My son, who shall remain nameless - “Mom, don’t you dare write about me! That’s not fair!” came home today from a week of Outdoor Education in Malibu. Outdoor Education is a program for sixth graders who get to spend a week at Camp Bloomfield in the Santa Monica Mountains. The kids don’t just look at pictures of tide pools, they hike it down to the Pacific Ocean and get their feet wet.They don’t just talk about astronomy. They go out on a night hike and see the stars first hand.
But it's the rainy season here in California so this idyllic sounding time in the great outdoors of sunny Southern California wasn’t quite what you might think.

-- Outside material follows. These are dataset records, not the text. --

use chrono::{DateTime, Utc};
use rusqlite::{params, Connection, OptionalExtension};
use serde::{Deserialize, Serialize};
use std::path::Path;

/// Format of the `data` column on expenses (local time).
pub const TIMESTAMP_FORMAT: &str = "%d/%m/%Y %H:%M:%S";

/// One recorded outflow.
/// Field names on the wire follow the stored columns (`categoria`, `valor`, `data`).
#[derive(Debug, Deserialize, Serialize, Clone, PartialEq)]
pub struct Expense {
    pub id: i64,

    #[serde(rename = "categoria")]
    pub category: String,

    #[serde(rename = "valor")]
    pub value: f64,

    /// Creation time, formatted with [`TIMESTAMP_FORMAT`]
    #[serde(rename = "data")]
    pub created_at: String,
}

/// Audit trail entry: every balance mutation is an event
#[derive(Debug, Serialize, Deserialize, Clone)]
pub struct LedgerEvent {
    pub event_id: String,
    pub timestamp: DateTime<Utc>,
    pub event_type: String,
    pub data: serde_json::Value,
    /// Balance right after the mutation was applied
    pub balance: f64,
}

impl LedgerEvent {
    pub fn new(event_type: &str, data: serde_json::Value, balance: f64) -> Self {
        Self {
            event_id: uuid::Uuid::new_v4().to_string(),
            timestamp: Utc::now(),
            event_type: event_type.to_string(),
            data,
            balance,
        }
    }
}

pub fn setup_database(conn: &Connection) -> rusqlite::Result<()> {
    // Enable WAL mode for crash recovery
    conn.pragma_update(None, "journal_mode", "WAL")?;

    // ==========================================================================
    // Balance: exactly one row, id = 1
    // ==========================================================================
    conn.execute(
        "CREATE TABLE IF NOT EXISTS balance (
            id INTEGER PRIMARY KEY CHECK (id = 1),
            amount REAL NOT NULL
        )",
        [],
    )?;

    conn.execute(
        "INSERT OR IGNORE INTO balance (id, amount) VALUES (1, 0.0)",
        [],
    )?;

    // ==========================================================================
    // Expenses (AUTOINCREMENT so deleted ids are never handed out again)
    // ==========================================================================
    conn.execute(
        "CREATE TABLE IF NOT EXISTS gastos (
            id INTEGER PRIMARY KEY AUTOINCREMENT,
            categoria TEXT NOT NULL,
            valor REAL NOT NULL,
            data TEXT NOT NULL
        )",
        [],
    )?;

    // ==========================================================================
    // Events Table (audit trail)
    // ==========================================================================
    conn.execute(
        "CREATE TABLE IF NOT EXISTS events (
            id INTEGER PRIMARY KEY AUTOINCREMENT,
            event_id TEXT UNIQUE NOT NULL,
            timestamp TEXT NOT NULL,
            event_type TEXT NOT NULL,
            data TEXT NOT NULL,
            balance REAL NOT NULL
        )",
        [],
    )?;

    conn.execute(
        "CREATE INDEX IF NOT EXISTS idx_events_type ON events(event_type)",
        [],
    )?;

    Ok(())
}

pub fn read_balance(conn: &Connection) -> rusqlite::Result<f64> {
    conn.query_row("SELECT amount FROM balance WHERE id = 1", [], |row| row.get(0))
}

/// Add `delta` (may be negative) to the balance row
pub fn apply_balance_delta(conn: &Connection, delta: f64) -> rusqlite::Result<()> {
    conn.execute(
        "UPDATE balance SET amount = amount + ?1 WHERE id = 1",
        params![delta],
    )?;
    Ok(())
}

/// Insert an expense row and return its assigned id
pub fn insert_expense(
    conn: &Connection,
    category: &str,
    value: f64,
    created_at: &str,
) -> rusqlite::Result<i64> {
    conn.execute(
        "INSERT INTO gastos (categoria, valor, data) VALUES (?1, ?2, ?3)",
        params![category, value, created_at],
    )?;
    Ok(conn.last_insert_rowid())
}

pub fn find_expense(conn: &Connection, id: i64) -> rusqlite::Result<Option<Expense>> {
    conn.query_row(
        "SELECT id, categoria, valor, data FROM gastos WHERE id = ?1",
        params![id],
        |row| {
            Ok(Expense {
                id: row.get(0)?,
                category: row.get(1)?,
                value: row.get(2)?,
                created_at: row.get(3)?,
            })
        },
    )
    .optional()
}

/// Returns the number of rows removed (0 or 1)
pub fn remove_expense(conn: &Connection, id: i64) -> rusqlite::Result<usize> {
    conn.execute("DELETE FROM gastos WHERE id = ?1", params![id])
}

/// All expenses, newest first
pub fn list_expenses(conn: &Connection) -> rusqlite::Result<Vec<Expense>> {
    let mut stmt = conn.prepare(
        "SELECT id, categoria, valor, data
         FROM gastos
         ORDER BY id DESC",
    )?;

    let expenses = stmt
        .query_map([], |row| {
            Ok(Expense {
                id: row.get(0)?,
                category: row.get(1)?,
                value: row.get(2)?,
                created_at: row.get(3)?,
            })
        })?
        .collect::<Result<Vec<_>, _>>()?;

    Ok(expenses)
}

/// Insert event into audit trail
pub fn insert_event(conn: &Connection, event: &LedgerEvent) -> Result<(), crate::LedgerError> {
    let data_json = serde_json::to_string(&event.data)?;

    conn.execute(
        "INSERT INTO events (
            event_id, timestamp, event_type, data, balance
        ) VALUES (?1, ?2, ?3, ?4, ?5)",
        params![
            event.event_id,
            event.timestamp.to_rfc3339(),
            event.event_type,
            data_json,
            event.balance,
        ],
    )?;

    Ok(())
}

/// Audit trail, newest first
pub fn list_events(conn: &Connection) -> rusqlite::Result<Vec<LedgerEvent>> {
    let mut stmt = conn.prepare(
        "SELECT event_id, timestamp, event_type, data, balance
         FROM events
         ORDER BY id DESC",
    )?;

    let events = stmt
        .query_map([], |row| {
            let timestamp_str: String = row.get(1)?;
            let data_json: String = row.get(3)?;

            Ok(LedgerEvent {
                event_id: row.get(0)?,
                timestamp: DateTime::parse_from_rfc3339(&timestamp_str)
                    .map_err(|e| {
                        rusqlite::Error::FromSqlConversionFailure(
                            1,
                            rusqlite::types::Type::Text,
                            Box::new(e),
                        )
                    })?
                    .with_timezone(&Utc),
                event_type: row.get(2)?,
                data: serde_json::from_str(&data_json).map_err(|e| {
                    rusqlite::Error::FromSqlConversionFailure(
                        3,
                        rusqlite::types::Type::Text,
                        Box::new(e),
                    )
                })?,
                balance: row.get(4)?,
            })
        })?
        .collect::<Result<Vec<_>, _>>()?;

    Ok(events)
}

/// Write a consistent copy of the whole database to `dest`.
/// Includes pages still sitting in the WAL; `dest` must not exist yet.
pub fn snapshot_into(conn: &Connection, dest: &Path) -> rusqlite::Result<()> {
    let dest = dest.to_string_lossy().into_owned();
    conn.execute("VACUUM INTO ?1", params![dest])?;
    Ok(())
}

While “sunblock” was on the list of must-bring items, it had to be the least-used item they packed … unless you count the toothpaste! And when I unzipped his duffel bag to get at the laundry - because, God knows I love to do laundry - I found his extra pair of shoes (drenched), soaked socks (none matching), a dripping wet pair of khakis and his yellow poncho. The poncho was quite dry.There was also a plastic bag full of more clothes.
“Don’t touch it, Mom. In fact, I’d just dump the whole duffel bag in the washer if I were you.”
Easy for you to say, I thought to myself, you’re not the one who actually has to wash, dry, fold and worst of all, put away these clothes.
“Everything’s dirty?” I ask, pulling out a t-shirt from the plastic bag.
“Not totally dirty. It’s just that’s the t-shirt I was wearing when I found the poison ivy.”
Poison ivy?!”“Yeah. They said it’ll take a couple of days before we’ll know if I’m gonna get it or not.”
Standing there, still holding the potentially poison ivy infested t-shirt I can’t help but think Oh, yeah. You’re gonna get it, alright!”